### What to produce
Give again, word for word, every line below from the one that has "Some(name) if name.len()" through the one that has "once at startup.", both included, and no others.

• • •

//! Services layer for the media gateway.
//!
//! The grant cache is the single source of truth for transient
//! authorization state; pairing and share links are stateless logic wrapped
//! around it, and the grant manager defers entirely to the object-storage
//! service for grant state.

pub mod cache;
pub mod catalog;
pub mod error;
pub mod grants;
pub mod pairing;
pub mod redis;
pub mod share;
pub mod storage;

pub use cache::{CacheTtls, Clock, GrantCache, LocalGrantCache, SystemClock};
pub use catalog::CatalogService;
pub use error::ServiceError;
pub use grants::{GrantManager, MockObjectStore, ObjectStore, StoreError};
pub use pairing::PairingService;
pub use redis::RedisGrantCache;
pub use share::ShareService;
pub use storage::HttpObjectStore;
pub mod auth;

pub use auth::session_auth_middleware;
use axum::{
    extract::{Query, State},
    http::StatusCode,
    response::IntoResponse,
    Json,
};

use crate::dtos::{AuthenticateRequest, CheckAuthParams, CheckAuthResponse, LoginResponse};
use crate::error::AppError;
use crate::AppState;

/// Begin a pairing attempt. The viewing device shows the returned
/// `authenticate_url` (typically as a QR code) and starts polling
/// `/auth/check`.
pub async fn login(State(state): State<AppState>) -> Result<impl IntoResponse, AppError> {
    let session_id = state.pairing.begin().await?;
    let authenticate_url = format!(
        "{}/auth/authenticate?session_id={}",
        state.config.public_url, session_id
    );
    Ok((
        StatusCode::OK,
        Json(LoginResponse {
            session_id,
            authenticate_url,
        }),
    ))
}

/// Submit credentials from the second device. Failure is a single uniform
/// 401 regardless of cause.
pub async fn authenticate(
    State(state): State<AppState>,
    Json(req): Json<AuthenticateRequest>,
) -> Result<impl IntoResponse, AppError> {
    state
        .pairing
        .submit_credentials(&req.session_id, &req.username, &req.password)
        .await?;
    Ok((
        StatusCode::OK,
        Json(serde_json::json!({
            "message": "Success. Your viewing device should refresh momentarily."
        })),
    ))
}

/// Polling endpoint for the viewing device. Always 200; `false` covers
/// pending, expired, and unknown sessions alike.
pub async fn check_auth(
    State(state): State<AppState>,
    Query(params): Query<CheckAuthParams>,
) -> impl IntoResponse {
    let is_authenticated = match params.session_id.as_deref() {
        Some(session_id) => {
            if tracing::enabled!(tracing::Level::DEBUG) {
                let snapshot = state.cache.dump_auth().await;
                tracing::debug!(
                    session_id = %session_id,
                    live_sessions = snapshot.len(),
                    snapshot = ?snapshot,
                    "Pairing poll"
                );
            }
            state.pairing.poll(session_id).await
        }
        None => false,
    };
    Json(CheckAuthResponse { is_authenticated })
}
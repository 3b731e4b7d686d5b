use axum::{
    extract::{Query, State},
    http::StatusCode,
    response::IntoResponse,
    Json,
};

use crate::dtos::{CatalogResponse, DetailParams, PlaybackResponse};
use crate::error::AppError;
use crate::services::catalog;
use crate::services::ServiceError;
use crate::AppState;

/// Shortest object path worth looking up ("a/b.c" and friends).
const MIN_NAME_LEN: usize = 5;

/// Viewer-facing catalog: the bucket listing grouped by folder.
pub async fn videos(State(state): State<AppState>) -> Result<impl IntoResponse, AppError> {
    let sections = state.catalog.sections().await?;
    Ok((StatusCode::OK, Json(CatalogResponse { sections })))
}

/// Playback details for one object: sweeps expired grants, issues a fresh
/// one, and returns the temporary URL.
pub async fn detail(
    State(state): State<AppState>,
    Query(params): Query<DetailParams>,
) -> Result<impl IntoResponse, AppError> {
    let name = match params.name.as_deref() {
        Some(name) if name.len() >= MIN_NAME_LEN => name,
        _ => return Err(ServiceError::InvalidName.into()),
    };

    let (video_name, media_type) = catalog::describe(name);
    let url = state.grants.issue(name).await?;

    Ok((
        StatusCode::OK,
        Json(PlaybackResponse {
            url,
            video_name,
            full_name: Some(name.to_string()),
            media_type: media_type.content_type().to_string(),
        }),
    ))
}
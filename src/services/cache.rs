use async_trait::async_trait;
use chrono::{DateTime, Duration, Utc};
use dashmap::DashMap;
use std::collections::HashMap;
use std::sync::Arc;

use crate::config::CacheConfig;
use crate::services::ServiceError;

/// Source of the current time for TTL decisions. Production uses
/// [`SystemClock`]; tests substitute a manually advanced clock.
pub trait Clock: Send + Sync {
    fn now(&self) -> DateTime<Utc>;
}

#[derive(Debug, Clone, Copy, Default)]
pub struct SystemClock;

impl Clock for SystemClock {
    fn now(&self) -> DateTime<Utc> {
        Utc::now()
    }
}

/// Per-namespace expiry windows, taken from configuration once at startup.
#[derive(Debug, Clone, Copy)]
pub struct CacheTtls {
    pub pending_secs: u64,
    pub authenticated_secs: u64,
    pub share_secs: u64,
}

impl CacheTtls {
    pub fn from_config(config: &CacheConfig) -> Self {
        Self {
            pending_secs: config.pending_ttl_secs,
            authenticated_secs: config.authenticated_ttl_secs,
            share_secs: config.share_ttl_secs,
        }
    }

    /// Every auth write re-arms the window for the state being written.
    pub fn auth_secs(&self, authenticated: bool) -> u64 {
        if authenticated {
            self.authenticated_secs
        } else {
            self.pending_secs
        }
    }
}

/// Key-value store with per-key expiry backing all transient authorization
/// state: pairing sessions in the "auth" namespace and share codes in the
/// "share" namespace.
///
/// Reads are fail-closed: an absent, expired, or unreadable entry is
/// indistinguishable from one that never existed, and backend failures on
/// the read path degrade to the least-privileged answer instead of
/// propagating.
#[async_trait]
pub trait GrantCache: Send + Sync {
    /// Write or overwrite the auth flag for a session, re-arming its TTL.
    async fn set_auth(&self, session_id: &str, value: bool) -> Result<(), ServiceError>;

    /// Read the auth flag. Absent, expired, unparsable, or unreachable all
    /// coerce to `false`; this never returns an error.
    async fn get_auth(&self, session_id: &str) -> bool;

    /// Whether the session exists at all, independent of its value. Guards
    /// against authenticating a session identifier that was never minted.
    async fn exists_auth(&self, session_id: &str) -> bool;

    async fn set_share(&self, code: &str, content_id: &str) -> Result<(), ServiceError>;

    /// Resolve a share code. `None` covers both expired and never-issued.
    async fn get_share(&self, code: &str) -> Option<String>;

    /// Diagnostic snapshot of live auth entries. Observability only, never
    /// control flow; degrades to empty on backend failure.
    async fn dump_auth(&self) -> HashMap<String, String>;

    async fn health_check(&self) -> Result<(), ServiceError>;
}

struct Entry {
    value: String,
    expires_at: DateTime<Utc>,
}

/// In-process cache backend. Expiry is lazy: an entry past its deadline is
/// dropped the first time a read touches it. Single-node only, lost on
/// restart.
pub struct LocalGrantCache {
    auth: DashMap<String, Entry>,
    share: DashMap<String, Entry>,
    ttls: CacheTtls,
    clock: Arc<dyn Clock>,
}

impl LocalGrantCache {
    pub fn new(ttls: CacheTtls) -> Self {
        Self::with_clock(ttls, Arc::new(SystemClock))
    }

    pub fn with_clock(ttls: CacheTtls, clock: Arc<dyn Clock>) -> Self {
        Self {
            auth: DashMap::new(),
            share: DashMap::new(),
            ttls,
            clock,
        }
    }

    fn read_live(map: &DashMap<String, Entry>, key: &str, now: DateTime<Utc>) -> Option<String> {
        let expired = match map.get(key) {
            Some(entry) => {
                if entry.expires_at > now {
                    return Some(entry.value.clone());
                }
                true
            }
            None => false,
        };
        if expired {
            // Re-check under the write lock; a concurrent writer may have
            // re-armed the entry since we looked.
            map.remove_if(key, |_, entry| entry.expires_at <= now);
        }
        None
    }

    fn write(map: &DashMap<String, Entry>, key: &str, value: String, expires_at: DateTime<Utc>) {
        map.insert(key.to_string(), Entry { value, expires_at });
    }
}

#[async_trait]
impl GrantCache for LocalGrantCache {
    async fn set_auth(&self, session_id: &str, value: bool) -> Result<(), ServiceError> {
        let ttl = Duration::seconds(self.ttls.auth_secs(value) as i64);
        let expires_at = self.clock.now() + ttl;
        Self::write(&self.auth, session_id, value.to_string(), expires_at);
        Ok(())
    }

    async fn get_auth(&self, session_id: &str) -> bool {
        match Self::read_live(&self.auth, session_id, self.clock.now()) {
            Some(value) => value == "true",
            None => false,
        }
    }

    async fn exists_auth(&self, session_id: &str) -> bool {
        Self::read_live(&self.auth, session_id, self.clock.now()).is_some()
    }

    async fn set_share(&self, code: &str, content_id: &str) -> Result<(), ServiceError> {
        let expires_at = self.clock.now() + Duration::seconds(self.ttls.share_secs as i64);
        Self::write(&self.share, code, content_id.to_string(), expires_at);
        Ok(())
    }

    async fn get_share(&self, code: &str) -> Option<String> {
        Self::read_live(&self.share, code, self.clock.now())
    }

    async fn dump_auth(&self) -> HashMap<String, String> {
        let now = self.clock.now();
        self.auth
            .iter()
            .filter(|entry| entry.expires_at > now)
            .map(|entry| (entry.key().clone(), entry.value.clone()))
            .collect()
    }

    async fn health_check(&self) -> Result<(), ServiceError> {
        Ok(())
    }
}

• • •

### Task response
        Some(name) if name.len() >= MIN_NAME_LEN => name,
        _ => return Err(ServiceError::InvalidName.into()),
    };

    let (video_name, media_type) = catalog::describe(name);
    let url = state.grants.issue(name).await?;

    Ok((
        StatusCode::OK,
        Json(PlaybackResponse {
            url,
            video_name,
            full_name: Some(name.to_string()),
            media_type: media_type.content_type().to_string(),
        }),
    ))
}
filename src/services/cache.rs
use async_trait::async_trait;
use chrono::{DateTime, Duration, Utc};
use dashmap::DashMap;
use std::collections::HashMap;
use std::sync::Arc;

use crate::config::CacheConfig;
use crate::services::ServiceError;

/// Source of the current time for TTL decisions. Production uses
/// [`SystemClock`]; tests substitute a manually advanced clock.
pub trait Clock: Send + Sync {
    fn now(&self) -> DateTime<Utc>;
}

#[derive(Debug, Clone, Copy, Default)]
pub struct SystemClock;

impl Clock for SystemClock {
    fn now(&self) -> DateTime<Utc> {
        Utc::now()
    }
}

/// Per-namespace expiry windows, taken from configuration once at startup.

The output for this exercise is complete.